- DATA SUPPLIED:

▼▼▼

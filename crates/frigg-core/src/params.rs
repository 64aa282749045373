//! Parameter records and the token → parameter table.

use indexmap::IndexMap;
use serde::{Deserialize, Serialize};

/// A placeholder's name, value and type.
///
/// Every field defaults to the empty string when missing from JSON. An empty
/// `param_type` means untyped.
#[derive(Debug, Clone, Default, PartialEq, Eq, Hash, Serialize, Deserialize)]
pub struct Param {
    #[serde(default)]
    pub name: String,

    #[serde(default)]
    pub value: String,

    #[serde(default, rename = "type")]
    pub param_type: String,
}

impl Param {
    pub fn new(
        name: impl Into<String>,
        value: impl Into<String>,
        param_type: impl Into<String>,
    ) -> Self {
        Self {
            name: name.into(),
            value: value.into(),
            param_type: param_type.into(),
        }
    }

    /// A freshly discovered placeholder: name only.
    pub fn named(name: impl Into<String>) -> Self {
        Self::new(name, "", "")
    }

    /// True when name, value and type are all empty.
    pub fn is_empty(&self) -> bool {
        self.name.is_empty() && self.value.is_empty() && self.param_type.is_empty()
    }

    /// Value as it is substituted into a document.
    ///
    /// `string`-typed values (any case) are wrapped in double quotes.
    pub fn substitution_value(&self) -> String {
        if self.param_type.eq_ignore_ascii_case("string") {
            format!("\"{}\"", self.value)
        } else {
            self.value.clone()
        }
    }

    /// Field-level merge with a persisted copy of the same parameter.
    ///
    /// A persisted field wins unless it is empty, so rescanning a document
    /// (which always yields empty value and type) keeps saved values.
    pub fn merged_with(&self, persisted: &Param) -> Param {
        fn pick(current: &str, persisted: &str) -> String {
            if persisted.is_empty() {
                current.to_string()
            } else {
                persisted.to_string()
            }
        }

        Param {
            name: pick(&self.name, &persisted.name),
            value: pick(&self.value, &persisted.value),
            param_type: pick(&self.param_type, &persisted.param_type),
        }
    }
}

/// Mapping from the literal token text (e.g. `@@Name@@`) to its parameter.
///
/// Iteration follows insertion order: document order for scanned tables,
/// file order for loaded ones. Saving and command building both rely on it.
#[derive(Debug, Clone, Default, PartialEq, Eq, Serialize, Deserialize)]
#[serde(transparent)]
pub struct ParamTable {
    entries: IndexMap<String, Param>,
}

impl ParamTable {
    pub fn new() -> Self {
        Self::default()
    }

    /// Insert or replace the parameter for `token`.
    ///
    /// Replacing keeps the token's original position.
    pub fn insert(&mut self, token: impl Into<String>, param: Param) -> Option<Param> {
        self.entries.insert(token.into(), param)
    }

    pub fn get(&self, token: &str) -> Option<&Param> {
        self.entries.get(token)
    }

    pub fn get_mut(&mut self, token: &str) -> Option<&mut Param> {
        self.entries.get_mut(token)
    }

    pub fn contains_token(&self, token: &str) -> bool {
        self.entries.contains_key(token)
    }

    pub fn len(&self) -> usize {
        self.entries.len()
    }

    pub fn is_empty(&self) -> bool {
        self.entries.is_empty()
    }

    pub fn tokens(&self) -> impl Iterator<Item = &str> {
        self.entries.keys().map(String::as_str)
    }

    pub fn params(&self) -> impl Iterator<Item = &Param> {
        self.entries.values()
    }

    pub fn iter(&self) -> impl Iterator<Item = (&str, &Param)> {
        self.entries.iter().map(|(k, v)| (k.as_str(), v))
    }

    /// Parse a table from JSON text.
    ///
    /// The document must be an object whose values are objects with string
    /// `name`/`value`/`type` fields (each optional).
    pub fn from_json(json: &str) -> crate::Result<Self> {
        Ok(serde_json::from_str(json)?)
    }

    /// Pretty-printed JSON (two-space indent) in table order.
    pub fn to_json_pretty(&self) -> crate::Result<String> {
        Ok(serde_json::to_string_pretty(self)?)
    }
}

impl FromIterator<(String, Param)> for ParamTable {
    fn from_iter<I: IntoIterator<Item = (String, Param)>>(iter: I) -> Self {
        Self {
            entries: iter.into_iter().collect(),
        }
    }
}

impl IntoIterator for ParamTable {
    type Item = (String, Param);
    type IntoIter = indexmap::map::IntoIter<String, Param>;

    fn into_iter(self) -> Self::IntoIter {
        self.entries.into_iter()
    }
}

impl<'a> IntoIterator for &'a ParamTable {
    type Item = (&'a String, &'a Param);
    type IntoIter = indexmap::map::Iter<'a, String, Param>;

    fn into_iter(self) -> Self::IntoIter {
        self.entries.iter()
    }
}
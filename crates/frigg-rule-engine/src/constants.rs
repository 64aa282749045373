//! Limits and markers for rule files
//!
//! Rule files are user-authored and may be downloaded, so their patterns and
//! format expressions are bounded:
//! - ReDoS (Regular Expression Denial of Service)
//! - Memory exhaustion
//! - Runaway expression nesting

/// Marker in a rule configuration's template replaced by the rendered
/// parameter fragments.
pub const PARAMS_MARKER: &str = "@@PARAMS@@";

/// Maximum size for JSON rule files (1MB)
pub const MAX_RULE_FILE_SIZE: u64 = 1_048_576; // 1MB

/// Maximum regex pattern length (500 characters)
pub const MAX_REGEX_LENGTH: usize = 500;

/// Compiled regex size limit (10MB)
pub const REGEX_SIZE_LIMIT: usize = 10_000_000; // 10MB

/// Regex DFA size limit (2MB)
pub const REGEX_DFA_SIZE_LIMIT: usize = 2_000_000; // 2MB

/// Maximum length of a rule's format string (4096 characters)
pub const MAX_FORMAT_LENGTH: usize = 4096;

/// Maximum nesting depth of a format expression
pub const MAX_EXPRESSION_DEPTH: usize = 64;
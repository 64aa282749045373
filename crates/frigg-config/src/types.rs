use frigg_core::DEFAULT_PARAMETER_PATTERN;
use serde::{Deserialize, Serialize};
use std::path::PathBuf;
use std::time::Duration;

/// Default timeout for template downloads, in seconds
pub const DEFAULT_FETCH_TIMEOUT_SECS: u64 = 30;

/// Main configuration structure for frigg
#[derive(Debug, Clone, Serialize, Deserialize, PartialEq, Eq)]
pub struct FriggConfig {
    /// Schema version for migrations
    #[serde(default = "default_version")]
    pub version: String,

    /// User settings
    #[serde(default)]
    pub settings: Settings,
}

impl Default for FriggConfig {
    fn default() -> Self {
        Self {
            version: default_version(),
            settings: Settings::default(),
        }
    }
}

impl FriggConfig {
    /// Pretty TOML, as written to config.toml
    pub fn to_toml_string(&self) -> Result<String, toml::ser::Error> {
        toml::to_string_pretty(self)
    }
}

/// User settings
#[derive(Debug, Clone, Serialize, Deserialize, PartialEq, Eq)]
pub struct Settings {
    /// Regex that finds placeholders in documents; group 1 is the name
    #[serde(default = "default_parameter_pattern")]
    pub parameter_pattern: String,

    /// Drop saved parameters that no longer appear in the document
    #[serde(default = "default_true")]
    pub delete_missing_params: bool,

    /// Folder holding rule files; `~` expands to the home directory
    #[serde(default = "default_templates_folder")]
    pub templates_folder: String,

    /// GitHub contents API URL listing downloadable rule files
    #[serde(default, skip_serializing_if = "Option::is_none")]
    pub templates_url: Option<String>,

    /// Timeout for template downloads, in seconds
    #[serde(default = "default_fetch_timeout")]
    pub fetch_timeout_secs: u64,
}

impl Default for Settings {
    fn default() -> Self {
        Self {
            parameter_pattern: default_parameter_pattern(),
            delete_missing_params: default_true(),
            templates_folder: default_templates_folder(),
            templates_url: None,
            fetch_timeout_secs: default_fetch_timeout(),
        }
    }
}

impl Settings {
    /// The templates folder with `~` expanded.
    pub fn templates_folder_path(&self) -> PathBuf {
        expand_tilde(&self.templates_folder)
    }

    pub fn fetch_timeout(&self) -> Duration {
        Duration::from_secs(self.fetch_timeout_secs)
    }
}

/// Expand a leading `~` (alone or followed by a separator) to the home
/// directory. Other paths, and all paths when no home directory is known,
/// are returned unchanged.
pub fn expand_tilde(path: &str) -> PathBuf {
    let rest = match path.strip_prefix('~') {
        Some(rest) if rest.is_empty() || rest.starts_with(['/', '\\']) => rest,
        _ => return PathBuf::from(path),
    };

    match dirs::home_dir() {
        Some(home) => home.join(rest.trim_start_matches(['/', '\\'])),
        None => PathBuf::from(path),
    }
}

fn default_version() -> String {
    "1.0".to_string()
}

fn default_parameter_pattern() -> String {
    DEFAULT_PARAMETER_PATTERN.to_string()
}

fn default_templates_folder() -> String {
    "~".to_string()
}

fn default_fetch_timeout() -> u64 {
    DEFAULT_FETCH_TIMEOUT_SECS
}

fn default_true() -> bool {
    true
}

#[cfg(test)]
mod tests {
    use super::*;

    #[test]
    fn test_defaults() {
        let settings = Settings::default();
        assert_eq!(settings.parameter_pattern, r"@@([^@\s]+)@@");
        assert!(settings.delete_missing_params);
        assert_eq!(settings.templates_folder, "~");
        assert_eq!(settings.templates_url, None);
        assert_eq!(settings.fetch_timeout(), Duration::from_secs(30));
    }

    #[test]
    fn test_partial_file_fills_defaults() {
        let config: FriggConfig = toml::from_str(
            r#"
            [settings]
            delete_missing_params = false
            templates_url = "https://api.github.com/repos/o/r/contents/templates"
            "#,
        )
        .unwrap();

        assert_eq!(config.version, "1.0");
        assert!(!config.settings.delete_missing_params);
        assert_eq!(config.settings.templates_folder, "~");
        assert!(config.settings.templates_url.is_some());
    }

    #[test]
    fn test_empty_file_is_default() {
        let config: FriggConfig = toml::from_str("").unwrap();
        assert_eq!(config, FriggConfig::default());
    }

    #[test]
    fn test_round_trip() {
        let mut config = FriggConfig::default();
        config.settings.templates_folder = "/opt/rules".to_string();
        let text = toml::to_string_pretty(&config).unwrap();
        let parsed: FriggConfig = toml::from_str(&text).unwrap();
        assert_eq!(parsed, config);
    }

    #[test]
    fn test_expand_tilde_leaves_other_paths() {
        assert_eq!(expand_tilde("/abs/path"), PathBuf::from("/abs/path"));
        assert_eq!(expand_tilde("rel/path"), PathBuf::from("rel/path"));
        assert_eq!(expand_tilde("~user/x"), PathBuf::from("~user/x"));
    }

    #[test]
    fn test_expand_tilde_uses_home() {
        if let Some(home) = dirs::home_dir() {
            assert_eq!(expand_tilde("~"), home);
            assert_eq!(expand_tilde("~/rules"), home.join("rules"));
        }
    }
}
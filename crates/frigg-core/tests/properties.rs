//! Round-trip and merge properties of parameter tables.

use frigg_core::{merge, scan, Param, ParamStore, ParamTable, TokenPattern};
use frigg_fs::NativeFileSystem;
use proptest::prelude::*;
use std::sync::Arc;
use tempfile::TempDir;

fn param_strategy() -> impl Strategy<Value = Param> {
    ("[A-Za-z0-9_]{0,8}", "[ -~]{0,12}", prop::sample::select(vec!["", "int", "string", "bool"]))
        .prop_map(|(name, value, param_type)| Param::new(name, value, param_type))
}

fn table_strategy() -> impl Strategy<Value = ParamTable> {
    prop::collection::vec(("@@[A-Za-z0-9]{1,6}@@", param_strategy()), 0..12)
        .prop_map(|entries| entries.into_iter().collect())
}

proptest! {
    #[test]
    fn merge_with_itself_is_identity(table in table_strategy(), delete_missing in any::<bool>()) {
        prop_assert_eq!(merge(&table, &table, delete_missing), table);
    }

    #[test]
    fn merge_keeps_exactly_current_tokens_when_deleting(
        current in table_strategy(),
        persisted in table_strategy(),
    ) {
        let merged = merge(&current, &persisted, true);
        let tokens: Vec<_> = merged.tokens().collect();
        let expected: Vec<_> = current.tokens().collect();
        prop_assert_eq!(tokens, expected);
    }

    #[test]
    fn json_round_trip(table in table_strategy()) {
        let json = table.to_json_pretty().unwrap();
        prop_assert_eq!(ParamTable::from_json(&json).unwrap(), table);
    }
}

#[tokio::test]
async fn test_save_load_save_round_trip_on_disk() {
    let temp_dir = TempDir::new().unwrap();
    let store = ParamStore::new(Arc::new(NativeFileSystem::new()));
    let path = temp_dir.path().join("run.usql.json");

    let mut table = ParamTable::new();
    table.insert("@@Input1@@", Param::new("Input1", "/data/in.tsv", "string"));
    table.insert("@@Count@@", Param::new("Count", "13", "int"));
    table.insert("@@Flag@@", Param::named("Flag"));

    store.save(&table, &path).await.unwrap();
    let loaded = store.load(&path).await.unwrap().unwrap();
    assert_eq!(loaded, table);

    store.save(&loaded, &path).await.unwrap();
    let reloaded = store.load(&path).await.unwrap().unwrap();
    assert_eq!(reloaded, table);
}

#[tokio::test]
async fn test_rescan_picks_up_saved_values() {
    let temp_dir = TempDir::new().unwrap();
    let store = ParamStore::new(Arc::new(NativeFileSystem::new()));
    let path = temp_dir.path().join("run.usql.json");
    let text = "SELECT * FROM @@Table@@ WHERE n > @@Min@@";

    let first = scan(text, &TokenPattern::default());
    store.save(&first, &path).await.unwrap();

    // The user fills in values by hand.
    let mut edited = first.clone();
    *edited.get_mut("@@Min@@").unwrap() = Param::new("Min", "10", "int");
    store.save(&edited, &path).await.unwrap();

    let rescanned = scan(text, &TokenPattern::default());
    let merged = store.update(&rescanned, &path, true).await.unwrap().unwrap();
    assert_eq!(merged.get("@@Min@@").unwrap(), &Param::new("Min", "10", "int"));
    assert_eq!(merged.get("@@Table@@").unwrap(), &Param::named("Table"));
}
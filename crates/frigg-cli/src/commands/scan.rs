use crate::context::AppContext;
use anyhow::{Context, Result};
use frigg_core::{scan, ParamTable};
use frigg_fs::FileSystem;
use std::path::Path;

/// Placeholders found in `document`, without touching any parameter file.
pub async fn scan_document<F: FileSystem>(
    ctx: &AppContext<F>,
    document: &Path,
) -> Result<ParamTable> {
    let text = ctx
        .fs
        .read_to_string(document)
        .await
        .with_context(|| format!("Failed to read {}", document.display()))?;

    Ok(scan(&text, &ctx.token_pattern()))
}
//! Pratt parser for format expressions.

use super::lexer::{lex_interpolation, unescape, Token, TokenKind};
use crate::constants::MAX_EXPRESSION_DEPTH;
use crate::{Result, RuleError};

/// The three values a format expression can see.
#[derive(Debug, Clone, Copy, PartialEq, Eq)]
pub enum Binding {
    /// Match groups of the rule's name pattern.
    Name,
    /// Match groups of the rule's type pattern.
    Type,
    /// The parameter's raw value.
    Value,
}

impl Binding {
    fn from_ident(ident: &str) -> Option<Self> {
        match ident {
            "name" => Some(Binding::Name),
            "type" => Some(Binding::Type),
            "value" => Some(Binding::Value),
            _ => None,
        }
    }
}

#[derive(Debug, Clone, Copy, PartialEq, Eq)]
pub enum BinaryOperator {
    Concat,
    LooseEq,
    LooseNotEq,
    StrictEq,
    StrictNotEq,
    And,
    Or,
}

#[derive(Debug, Clone, PartialEq)]
pub enum Expr {
    StringLiteral(String),
    NumberLiteral(f64),
    BooleanLiteral(bool),
    Variable(Binding),
    Index {
        target: Box<Expr>,
        index: Box<Expr>,
    },
    Length(Box<Expr>),
    Not(Box<Expr>),
    Binary {
        operator: BinaryOperator,
        left: Box<Expr>,
        right: Box<Expr>,
    },
    Conditional {
        condition: Box<Expr>,
        then_branch: Box<Expr>,
        else_branch: Box<Expr>,
    },
}

/// A piece of a parsed format string.
#[derive(Debug, Clone, PartialEq)]
pub enum Segment {
    Literal(String),
    Interpolation(Expr),
}

/// Split a format string into literal text and `${ expr }` interpolations.
///
/// A backslash in literal text escapes the following character, so `\${`
/// produces a literal `${`; `\n`, `\t` and `\r` are a newline, a tab and a
/// carriage return.
pub(crate) fn parse_segments(src: &str) -> Result<Vec<Segment>> {
    let mut segments = Vec::new();
    let mut literal = String::new();
    let mut chars = src.char_indices().peekable();

    while let Some((pos, c)) = chars.next() {
        match c {
            '\\' => match chars.next() {
                Some((_, escaped)) => literal.push(unescape(escaped)),
                None => literal.push('\\'),
            },
            '$' if chars.peek().map(|(_, next)| *next) == Some('{') => {
                let (tokens, end) = lex_interpolation(src, pos + 2)?;
                let mut parser = ExprParser::new(tokens, pos);
                let expr = parser.parse_complete()?;

                if !literal.is_empty() {
                    segments.push(Segment::Literal(std::mem::take(&mut literal)));
                }
                segments.push(Segment::Interpolation(expr));

                while chars.peek().is_some_and(|(i, _)| *i < end) {
                    chars.next();
                }
            }
            other => literal.push(other),
        }
    }

    if !literal.is_empty() {
        segments.push(Segment::Literal(literal));
    }
    Ok(segments)
}

// Binding powers (higher binds tighter)
const BP_CONDITIONAL: u8 = 2; // ? :
const BP_OR: u8 = 4; // ||
const BP_AND: u8 = 6; // &&
const BP_EQUALITY: u8 = 8; // == != === !==
const BP_ADDITIVE: u8 = 12; // +
const BP_UNARY: u8 = 16; // !

struct ExprParser {
    tokens: Vec<Token>,
    pos: usize,
    /// Offset of the `${` that opened this interpolation.
    start: usize,
    depth: usize,
}

impl ExprParser {
    fn new(tokens: Vec<Token>, start: usize) -> Self {
        ExprParser {
            tokens,
            pos: 0,
            start,
            depth: 0,
        }
    }

    fn peek(&self) -> Option<&TokenKind> {
        self.tokens.get(self.pos).map(|t| &t.kind)
    }

    fn advance(&mut self) -> Option<Token> {
        let token = self.tokens.get(self.pos).cloned();
        if token.is_some() {
            self.pos += 1;
        }
        token
    }

    fn current_pos(&self) -> usize {
        self.tokens.get(self.pos).map_or(self.start, |t| t.pos)
    }

    fn error(&self, message: impl Into<String>) -> RuleError {
        RuleError::Format {
            position: self.current_pos(),
            message: message.into(),
        }
    }

    fn expect(&mut self, kind: TokenKind, what: &str) -> Result<()> {
        match self.peek() {
            Some(k) if *k == kind => {
                self.advance();
                Ok(())
            }
            _ => Err(self.error(format!("expected {}", what))),
        }
    }

    fn parse_complete(&mut self) -> Result<Expr> {
        if self.tokens.is_empty() {
            return Err(self.error("empty interpolation"));
        }
        let expr = self.parse_expr(0)?;
        if self.pos < self.tokens.len() {
            return Err(self.error("unexpected token after expression"));
        }
        Ok(expr)
    }

    fn parse_expr(&mut self, min_bp: u8) -> Result<Expr> {
        self.depth += 1;
        if self.depth > MAX_EXPRESSION_DEPTH {
            return Err(self.error(format!(
                "expression nested deeper than {} levels",
                MAX_EXPRESSION_DEPTH
            )));
        }

        let mut left = self.parse_prefix()?;

        loop {
            let Some(kind) = self.peek() else { break };
            let Some(l_bp) = infix_bp(kind) else { break };
            if l_bp < min_bp {
                break;
            }

            if *kind == TokenKind::Question {
                self.advance();
                let then_branch = self.parse_expr(0)?;
                self.expect(TokenKind::Colon, "':' in conditional expression")?;
                let else_branch = self.parse_expr(BP_CONDITIONAL)?;
                left = Expr::Conditional {
                    condition: Box::new(left),
                    then_branch: Box::new(then_branch),
                    else_branch: Box::new(else_branch),
                };
                continue;
            }

            let operator = match kind {
                TokenKind::Plus => BinaryOperator::Concat,
                TokenKind::EqEq => BinaryOperator::LooseEq,
                TokenKind::BangEq => BinaryOperator::LooseNotEq,
                TokenKind::EqEqEq => BinaryOperator::StrictEq,
                TokenKind::BangEqEq => BinaryOperator::StrictNotEq,
                TokenKind::AmpAmp => BinaryOperator::And,
                TokenKind::PipePipe => BinaryOperator::Or,
                _ => return Err(self.error("unexpected infix operator")),
            };
            self.advance();

            let right = self.parse_expr(l_bp + 1)?;
            left = Expr::Binary {
                operator,
                left: Box::new(left),
                right: Box::new(right),
            };
        }

        self.depth -= 1;
        Ok(left)
    }

    fn parse_prefix(&mut self) -> Result<Expr> {
        let token = self
            .advance()
            .ok_or_else(|| self.error("unexpected end of expression"))?;

        let expr = match token.kind {
            TokenKind::Str(s) => Expr::StringLiteral(s),
            TokenKind::Number(n) => Expr::NumberLiteral(n),
            TokenKind::True => Expr::BooleanLiteral(true),
            TokenKind::False => Expr::BooleanLiteral(false),
            TokenKind::Ident(ident) => match Binding::from_ident(&ident) {
                Some(binding) => Expr::Variable(binding),
                None => {
                    return Err(RuleError::Format {
                        position: token.pos,
                        message: format!(
                            "unknown identifier '{}' (only name, type and value are available)",
                            ident
                        ),
                    })
                }
            },
            TokenKind::Bang => {
                let operand = self.parse_expr(BP_UNARY)?;
                return Ok(Expr::Not(Box::new(operand)));
            }
            TokenKind::LParen => {
                let inner = self.parse_expr(0)?;
                self.expect(TokenKind::RParen, "')'")?;
                inner
            }
            other => {
                return Err(RuleError::Format {
                    position: token.pos,
                    message: format!("unexpected token {:?}", other),
                })
            }
        };

        self.parse_postfix(expr)
    }

    /// Indexing (`x[i]`) and `.length`, which bind tighter than any operator.
    fn parse_postfix(&mut self, mut expr: Expr) -> Result<Expr> {
        loop {
            match self.peek() {
                Some(TokenKind::LBracket) => {
                    self.advance();
                    let index = self.parse_expr(0)?;
                    self.expect(TokenKind::RBracket, "']'")?;
                    expr = Expr::Index {
                        target: Box::new(expr),
                        index: Box::new(index),
                    };
                }
                Some(TokenKind::Dot) => {
                    self.advance();
                    match self.advance() {
                        Some(Token {
                            kind: TokenKind::Ident(property),
                            ..
                        }) if property == "length" => {
                            expr = Expr::Length(Box::new(expr));
                        }
                        Some(token) => {
                            return Err(RuleError::Format {
                                position: token.pos,
                                message: "only '.length' is supported after '.'".to_string(),
                            })
                        }
                        None => return Err(self.error("expected property name after '.'")),
                    }
                }
                _ => return Ok(expr),
            }
        }
    }
}

/// Left binding power of an infix operator, or None if not infix.
fn infix_bp(kind: &TokenKind) -> Option<u8> {
    match kind {
        TokenKind::Question => Some(BP_CONDITIONAL),
        TokenKind::PipePipe => Some(BP_OR),
        TokenKind::AmpAmp => Some(BP_AND),
        TokenKind::EqEq | TokenKind::BangEq | TokenKind::EqEqEq | TokenKind::BangEqEq => {
            Some(BP_EQUALITY)
        }
        TokenKind::Plus => Some(BP_ADDITIVE),
        _ => None,
    }
}
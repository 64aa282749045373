//! End-to-end rendering of rule files against parameter tables

use frigg_core::{Param, ParamTable};
use frigg_rule_engine::{build, CommandBuilder, RuleError};

const ADLA_RULES: &str = r#"{
    "Template": "UsqlScript ScriptName=(ScriptName:default,Idf.usql) AnalyticsAccountName=matrixadlaprod @@PARAMS@@",
    "Rules": [
        {"TypePattern": "string", "NamePattern": "(Input)([^@]*)", "Format": "PATHIN_${name[2]}={in:EncryptedAzureBlobPath:${name[2]}}"},
        {"TypePattern": "string", "NamePattern": "(Output)([^@]*)", "Format": "OutputReferenceEncrypted_${name[2]}={out:AzureBlobPath:${name[2]}}"},
        {"TypePattern": "int", "NamePattern": "(.*)", "Format": "PARAM_${name[1]}=[(${name[1]}:int,,${value !== '' ? ':default,' + value : ''})]"},
        {"TypePattern": "", "NamePattern": "(.*)", "Format": "PARAM_${name[1]}=\"[(${name[1]})]\""}
    ]
}"#;

fn table(params: &[(&str, &str, &str)]) -> ParamTable {
    params
        .iter()
        .map(|(name, value, param_type)| {
            (format!("@@{}@@", name), Param::new(*name, *value, *param_type))
        })
        .collect()
}

#[test]
fn test_more_specific_rule_wins() {
    let rules = r#"{"Template": "@@PARAMS@@", "Rules": [
        {"TypePattern": "", "NamePattern": "(.*)", "Format": "GENERIC_${name[1]}"},
        {"TypePattern": "int", "NamePattern": "(.*)", "Format": "INT_${name[1]}"}
    ]}"#;

    let output = build(rules, &table(&[("Count", "5", "int")])).unwrap();
    assert!(output.contains("INT_Count"));
    assert!(!output.contains("GENERIC_"));
}

#[test]
fn test_unmatched_parameter_is_dropped() {
    let rules = r#"{"Template": "run @@PARAMS@@", "Rules": [
        {"TypePattern": "int", "NamePattern": "", "Format": "x"}
    ]}"#;

    let output = build(rules, &table(&[("Name", "", "string")])).unwrap();
    assert_eq!(output, "run ");
}

#[test]
fn test_scaffold_renders_empty_template() {
    let params = table(&[("A", "1", "int"), ("B", "", "")]);
    assert_eq!(build(r#"{"Template": "", "Rules": []}"#, &params).unwrap(), "");
}

#[test]
fn test_fallback_only_configuration_renders_nothing() {
    // A rule with no patterns scores zero and is never selected.
    let rules = r#"{"Template": "[@@PARAMS@@]", "Rules": [
        {"TypePattern": "", "NamePattern": "", "Format": "${value}"}
    ]}"#;

    let output = build(rules, &table(&[("A", "1", ""), ("B", "2", "int")])).unwrap();
    assert_eq!(output, "[]");
}

#[test]
fn test_full_rule_file() {
    let params = table(&[
        ("Input1", "", "string"),
        ("Count", "5", "int"),
        ("Output", "", "string"),
        ("Limit", "", "int"),
        ("Label", "x", ""),
    ]);

    let output = build(ADLA_RULES, &params).unwrap();
    assert_eq!(
        output,
        "UsqlScript ScriptName=(ScriptName:default,Idf.usql) AnalyticsAccountName=matrixadlaprod \
         PATHIN_1={in:EncryptedAzureBlobPath:1} \
         OutputReferenceEncrypted_={out:AzureBlobPath:} \
         PARAM_Count=[(Count:int,,:default,5)] \
         PARAM_Limit=[(Limit:int,,)] \
         PARAM_Label=\"[(Label)]\""
    );
}

#[test]
fn test_unknown_identifier_rejects_configuration() {
    let rules = r#"{"Template": "", "Rules": [
        {"TypePattern": "", "NamePattern": "(.*)", "Format": "${require('fs')}"}
    ]}"#;

    assert!(matches!(
        CommandBuilder::from_json(rules),
        Err(RuleError::Format { .. })
    ));
    assert_eq!(build(rules, &table(&[("A", "", "")])), None);
}

#[test]
fn test_malformed_configurations() {
    let params = table(&[("A", "", "")]);
    assert_eq!(build("not json", &params), None);
    assert_eq!(build(r#"{"Template": ""}"#, &params), None);
    assert_eq!(
        build(
            r#"{"Template": "", "Rules": [{"TypePattern": "(", "NamePattern": "", "Format": ""}]}"#,
            &params
        ),
        None
    );
}

#[test]
fn test_legacy_key_spelling() {
    let rules = r#"{"template": "@@PARAMS@@", "rules": [
        {"typePattern": "", "namePattern": "(.*)", "format": "${name[1]}=${value}"}
    ]}"#;
    assert_eq!(build(rules, &table(&[("A", "1", "")])).unwrap(), "A=1");
}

▲▲▲

In the material above, find every line that has the string "AppContext" and pull those lines out.

- ANSWER TO THE PROBLEM:
use crate::context::AppContext;
    ctx: &AppContext<F>,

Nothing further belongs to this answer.